■ **WORK TASK**
List the lines of this listing that hold the word "restores".

■ **RECORDS FOR PROCESSING**
══════════════════════════════

//! Primer CLI - Binary entry point and terminal session management.
//!
//! The CLI bridges [`primer_core`] (application state) and [`primer_tui`]
//! (rendering), with RAII terminal management that restores the terminal on
//! every exit path.
//!
//! # Event Loop
//!
//! A fixed 16ms render cadence:
//!
//! 1. Wait for frame tick
//! 2. Drain input queue (non-blocking via [`primer_tui::InputPump`])
//! 3. Advance timers (`app.tick(now)`): loading window, copy feedback
//! 4. Render frame

mod assets;

use anyhow::Result;
use crossterm::{
    event::{DisableBracketedPaste, DisableFocusChange, EnableBracketedPaste, EnableFocusChange},
    execute,
    terminal::{EnterAlternateScreen, LeaveAlternateScreen, disable_raw_mode, enable_raw_mode},
};
use ratatui::prelude::*;
use std::{
    fs::{self, File, OpenOptions},
    io::{Stdout, stdout},
    path::PathBuf,
    sync::Mutex,
    time::{Duration, Instant},
};
use tokio::time::{MissedTickBehavior, interval};
use tracing_subscriber::{EnvFilter, fmt, prelude::*};

use primer_core::{App, EnvColorScheme, JsonFileStore, PrimerConfig, Registry};
use primer_tui::{Clipboard, InputPump, NoopClipboard, SystemClipboard, draw, handle_events};

const FRAME_DURATION: Duration = Duration::from_millis(16);
/// Frames per spinner step.
const SPINNER_DIVISOR: usize = 5;

fn init_tracing() {
    let env_filter = EnvFilter::try_from_default_env()
        .or_else(|_| EnvFilter::try_new("info"))
        .unwrap_or_else(|_| EnvFilter::new("warn"));

    let (log_file, init_warnings) = open_log_file();

    if let Some((log_path, file)) = log_file {
        tracing_subscriber::registry()
            .with(fmt::layer().with_ansi(false).with_writer(Mutex::new(file)))
            .with(env_filter)
            .init();

        tracing::info!(path = %log_path.display(), "Logging initialized");
        for warning in init_warnings {
            tracing::warn!("{warning}");
        }
        return;
    }

    // No log file: prefer no logs over corrupting the TUI via stdout/stderr.
    tracing_subscriber::registry().with(env_filter).init();
}

fn open_log_file() -> (Option<(PathBuf, File)>, Vec<String>) {
    let mut warnings = Vec::new();

    for candidate in log_file_candidates() {
        if let Some(parent) = candidate.parent()
            && let Err(e) = fs::create_dir_all(parent)
        {
            warnings.push(format!(
                "Failed to create log dir {}: {e}",
                parent.display()
            ));
            continue;
        }

        match OpenOptions::new()
            .create(true)
            .append(true)
            .open(&candidate)
        {
            Ok(file) => return (Some((candidate, file)), warnings),
            Err(e) => {
                warnings.push(format!(
                    "Failed to open log file {}: {e}",
                    candidate.display()
                ));
            }
        }
    }

    (None, warnings)
}

fn log_file_candidates() -> Vec<PathBuf> {
    let mut candidates = Vec::new();

    // Primary: ~/.primer/logs/primer.log
    if let Some(config_path) = PrimerConfig::path()
        && let Some(config_dir) = config_path.parent()
    {
        candidates.push(config_dir.join("logs").join("primer.log"));
    }

    // Fallback: ./.primer/logs/primer.log
    candidates.push(PathBuf::from(".primer").join("logs").join("primer.log"));

    candidates
}

/// Raw mode, the alternate screen, bracketed paste and focus reporting for the
/// lifetime of the value. Dropping it restores the terminal, including on early returns.
struct TerminalSession {
    terminal: Terminal<CrosstermBackend<Stdout>>,
}

impl TerminalSession {
    fn new() -> Result<Self> {
        enable_raw_mode()?;

        let mut out = stdout();
        if let Err(err) = execute!(
            out,
            EnterAlternateScreen,
            EnableBracketedPaste,
            EnableFocusChange
        ) {
            let _ = disable_raw_mode();
            let _ = execute!(
                out,
                LeaveAlternateScreen,
                DisableBracketedPaste,
                DisableFocusChange
            );
            return Err(err.into());
        }

        let terminal = match Terminal::new(CrosstermBackend::new(out)) {
            Ok(t) => t,
            Err(err) => {
                let _ = disable_raw_mode();
                let _ = execute!(
                    stdout(),
                    LeaveAlternateScreen,
                    DisableBracketedPaste,
                    DisableFocusChange
                );
                return Err(err.into());
            }
        };

        Ok(Self { terminal })
    }
}

impl Drop for TerminalSession {
    fn drop(&mut self) {
        let _ = disable_raw_mode();
        let _ = execute!(
            self.terminal.backend_mut(),
            LeaveAlternateScreen,
            DisableBracketedPaste,
            DisableFocusChange
        );
        let _ = self.terminal.show_cursor();
    }
}

#[tokio::main(flavor = "current_thread")]
async fn main() -> Result<()> {
    init_tracing();

    let config = match PrimerConfig::load() {
        Ok(config) => config.unwrap_or_default(),
        Err(err) => {
            tracing::warn!(path = %err.path().display(), "Using default config: {err}");
            PrimerConfig::default()
        }
    };

    let registry = Registry::new(assets::topics());
    let store = JsonFileStore::new(config.state_path());
    tracing::info!(
        topics = registry.len(),
        state = %store.path().display(),
        "Starting Primer"
    );
    let mut app = App::new(registry, Box::new(store), &config, Box::new(EnvColorScheme));
    let mut clipboard: Box<dyn Clipboard> = if config.clipboard_enabled() {
        Box::new(SystemClipboard::new())
    } else {
        tracing::info!("System clipboard disabled by config");
        Box::new(NoopClipboard)
    };

    let result = {
        let mut session = TerminalSession::new()?;
        run_app(&mut session.terminal, &mut app, clipboard.as_mut()).await
    };

    if let Err(err) = &result {
        tracing::error!("Exited with error: {err:?}");
        eprintln!("Error: {err:?}");
    }
    result
}

async fn run_app<B>(
    terminal: &mut Terminal<B>,
    app: &mut App,
    clipboard: &mut dyn Clipboard,
) -> Result<()>
where
    B: Backend,
    B::Error: Send + Sync + 'static,
{
    let mut input = InputPump::new();
    let mut frames = interval(FRAME_DURATION);
    frames.set_missed_tick_behavior(MissedTickBehavior::Skip);
    let mut frame_count: usize = 0;

    let result: Result<()> = loop {
        frames.tick().await;

        // Non-blocking input (drain queue only)
        match handle_events(app, &mut input, clipboard) {
            Ok(true) => break Ok(()),
            Ok(false) => {}
            Err(e) => break Err(e),
        }

        app.tick(Instant::now());

        let spinner_tick = frame_count / SPINNER_DIVISOR;
        if let Err(e) = terminal.draw(|frame| draw(frame, app, spinner_tick)) {
            break Err(e.into());
        }
        frame_count = frame_count.wrapping_add(1);
    };

    input.shutdown().await;
    result
}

══════════════════════════════

■ **RESPONSE**
//! (rendering), with RAII terminal management that restores the terminal on
/// lifetime of the value. Dropping it restores the terminal, including on early returns.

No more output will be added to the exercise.